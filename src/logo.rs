//! Sequence-logo stack heights.
//!
//! For every column the stack is `max_entropy - entropy` bits tall and is
//! split between the symbols present in proportion to their frequency.
//! Symbols are stacked from the shortest to the tallest (ties by code), each
//! one starting where the previous one ends, so the dominant symbol sits on
//! top.

use log::debug;
use rayon::prelude::*;
use serde::Serialize;

use crate::alphabet::Code;
use crate::entropy::EntropyProfile;
use crate::error::{ConservationError, Result};
use crate::pipeline::AnalysisOptions;
use crate::profile::FrequencyMatrix;

/// One glyph of a logo stack.
#[derive(Debug, Clone, PartialEq, Serialize)]
pub struct StackedSymbol {
    pub code: Code,
    pub symbol: String,
    pub height: f64,
    /// Height at which this glyph starts
    pub baseline: f64,
}

/// The full stack of one alignment column.
#[derive(Debug, Clone, PartialEq, Serialize)]
pub struct LogoColumn {
    /// 0-based column within the analysed alignment
    pub column: usize,
    /// Information content of the column
    pub total_height: f64,
    /// Glyphs ordered bottom to top
    pub stack: Vec<StackedSymbol>,
}

impl LogoColumn {
    /// Sum of the glyph heights.
    pub fn stacked_height(&self) -> f64 {
        self.stack.iter().map(|s| s.height).sum()
    }
}

/// Logo stacks for a whole alignment.
#[derive(Debug, Clone, PartialEq)]
pub struct Logo {
    max_entropy: f64,
    first_column: usize,
    columns: Vec<Result<LogoColumn>>,
}

impl Logo {
    /// Allocates stack heights for every column.
    ///
    /// Fails only when the two inputs describe different numbers of columns.
    /// A degenerate column yields `Err(DegenerateColumn)` in its own slot.
    pub fn allocate(
        frequencies: &FrequencyMatrix,
        entropy: &EntropyProfile,
        options: &AnalysisOptions,
    ) -> Result<Self> {
        if frequencies.n_columns() != entropy.len() {
            return Err(ConservationError::ProfileShapeMismatch {
                frequencies: frequencies.n_columns(),
                entropies: entropy.len(),
            });
        }

        let columns: Vec<Result<LogoColumn>> = if options.parallel {
            (0..entropy.len())
                .into_par_iter()
                .map(|c| stack_column(frequencies, entropy, c))
                .collect()
        } else {
            (0..entropy.len())
                .map(|c| stack_column(frequencies, entropy, c))
                .collect()
        };

        debug!("Allocated logo stacks for {} columns", columns.len());
        Ok(Self {
            max_entropy: entropy.max_entropy(),
            first_column: entropy.first_column(),
            columns,
        })
    }

    /// Height of a full stack (`log2(N)` bits).
    pub fn max_entropy(&self) -> f64 {
        self.max_entropy
    }

    /// Source-alignment column of the first stack.
    pub fn first_column(&self) -> usize {
        self.first_column
    }

    pub fn len(&self) -> usize {
        self.columns.len()
    }

    pub fn is_empty(&self) -> bool {
        self.columns.is_empty()
    }

    /// One slot per column; degenerate columns hold `Err(DegenerateColumn)`.
    pub fn columns(&self) -> &[Result<LogoColumn>] {
        &self.columns
    }

    /// Stack of one column.
    pub fn column(&self, column: usize) -> Result<&LogoColumn> {
        self.columns
            .get(column)
            .ok_or(ConservationError::ColumnOutOfRange {
                column,
                len: self.columns.len(),
            })?
            .as_ref()
            .map_err(Clone::clone)
    }
}

/// Builds the ordered stack of a single column.
fn stack_column(
    frequencies: &FrequencyMatrix,
    entropy: &EntropyProfile,
    column: usize,
) -> Result<LogoColumn> {
    let total_height = entropy.information_content(column)?;
    let row = frequencies.row(column)?;
    let alphabet = frequencies.alphabet();

    let mut heights: Vec<(Code, f64)> = row
        .iter()
        .enumerate()
        .filter(|&(_, &f)| f > 0.0)
        .map(|(code, &f)| (code, total_height * f))
        .collect();
    heights.sort_by(|a, b| a.1.total_cmp(&b.1).then(a.0.cmp(&b.0)));

    let mut baseline = 0.0;
    let mut stack = Vec::with_capacity(heights.len());
    for (code, height) in heights {
        stack.push(StackedSymbol {
            code,
            symbol: alphabet.decode(code)?.to_string(),
            height,
            baseline,
        });
        baseline += height;
    }

    Ok(LogoColumn {
        column,
        total_height,
        stack,
    })
}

*Task item:*
The records must each be output verbatim, with nothing left out.

*Task answer:*
filename src/logo.rs
//! Sequence-logo stack heights.
//!
//! For every column the stack is `max_entropy - entropy` bits tall and is
//! split between the symbols present in proportion to their frequency.
//! Symbols are stacked from the shortest to the tallest (ties by code), each
//! one starting where the previous one ends, so the dominant symbol sits on
//! top.

use log::debug;
use rayon::prelude::*;
use serde::Serialize;

use crate::alphabet::Code;
use crate::entropy::EntropyProfile;
use crate::error::{ConservationError, Result};
use crate::pipeline::AnalysisOptions;
use crate::profile::FrequencyMatrix;

/// One glyph of a logo stack.
#[derive(Debug, Clone, PartialEq, Serialize)]
pub struct StackedSymbol {
    pub code: Code,
    pub symbol: String,
    pub height: f64,
    /// Height at which this glyph starts
    pub baseline: f64,
}

/// The full stack of one alignment column.
#[derive(Debug, Clone, PartialEq, Serialize)]
pub struct LogoColumn {
    /// 0-based column within the analysed alignment
    pub column: usize,
    /// Information content of the column
    pub total_height: f64,
    /// Glyphs ordered bottom to top
    pub stack: Vec<StackedSymbol>,
}

impl LogoColumn {
    /// Sum of the glyph heights.
    pub fn stacked_height(&self) -> f64 {
        self.stack.iter().map(|s| s.height).sum()
    }
}

/// Logo stacks for a whole alignment.
#[derive(Debug, Clone, PartialEq)]
pub struct Logo {
    max_entropy: f64,
    first_column: usize,
    columns: Vec<Result<LogoColumn>>,
}

impl Logo {
    /// Allocates stack heights for every column.
    ///
    /// Fails only when the two inputs describe different numbers of columns.
    /// A degenerate column yields `Err(DegenerateColumn)` in its own slot.
    pub fn allocate(
        frequencies: &FrequencyMatrix,
        entropy: &EntropyProfile,
        options: &AnalysisOptions,
    ) -> Result<Self> {
        if frequencies.n_columns() != entropy.len() {
            return Err(ConservationError::ProfileShapeMismatch {
                frequencies: frequencies.n_columns(),
                entropies: entropy.len(),
            });
        }

        let columns: Vec<Result<LogoColumn>> = if options.parallel {
            (0..entropy.len())
                .into_par_iter()
                .map(|c| stack_column(frequencies, entropy, c))
                .collect()
        } else {
            (0..entropy.len())
                .map(|c| stack_column(frequencies, entropy, c))
                .collect()
        };

        debug!("Allocated logo stacks for {} columns", columns.len());
        Ok(Self {
            max_entropy: entropy.max_entropy(),
            first_column: entropy.first_column(),
            columns,
        })
    }

    /// Height of a full stack (`log2(N)` bits).
    pub fn max_entropy(&self) -> f64 {
        self.max_entropy
    }

    /// Source-alignment column of the first stack.
    pub fn first_column(&self) -> usize {
        self.first_column
    }

    pub fn len(&self) -> usize {
        self.columns.len()
    }

    pub fn is_empty(&self) -> bool {
        self.columns.is_empty()
    }

    /// One slot per column; degenerate columns hold `Err(DegenerateColumn)`.
    pub fn columns(&self) -> &[Result<LogoColumn>] {
        &self.columns
    }

    /// Stack of one column.
    pub fn column(&self, column: usize) -> Result<&LogoColumn> {
        self.columns
            .get(column)
            .ok_or(ConservationError::ColumnOutOfRange {
                column,
                len: self.columns.len(),
            })?
            .as_ref()
            .map_err(Clone::clone)
    }
}

/// Builds the ordered stack of a single column.
fn stack_column(
    frequencies: &FrequencyMatrix,
    entropy: &EntropyProfile,
    column: usize,
) -> Result<LogoColumn> {
    let total_height = entropy.information_content(column)?;
    let row = frequencies.row(column)?;
    let alphabet = frequencies.alphabet();

    let mut heights: Vec<(Code, f64)> = row
        .iter()
        .enumerate()
        .filter(|&(_, &f)| f > 0.0)
        .map(|(code, &f)| (code, total_height * f))
        .collect();
    heights.sort_by(|a, b| a.1.total_cmp(&b.1).then(a.0.cmp(&b.0)));

    let mut baseline = 0.0;
    let mut stack = Vec::with_capacity(heights.len());
    for (code, height) in heights {
        stack.push(StackedSymbol {
            code,
            symbol: alphabet.decode(code)?.to_string(),
            height,
            baseline,
        });
        baseline += height;
    }

    Ok(LogoColumn {
        column,
        total_height,
        stack,
    })
}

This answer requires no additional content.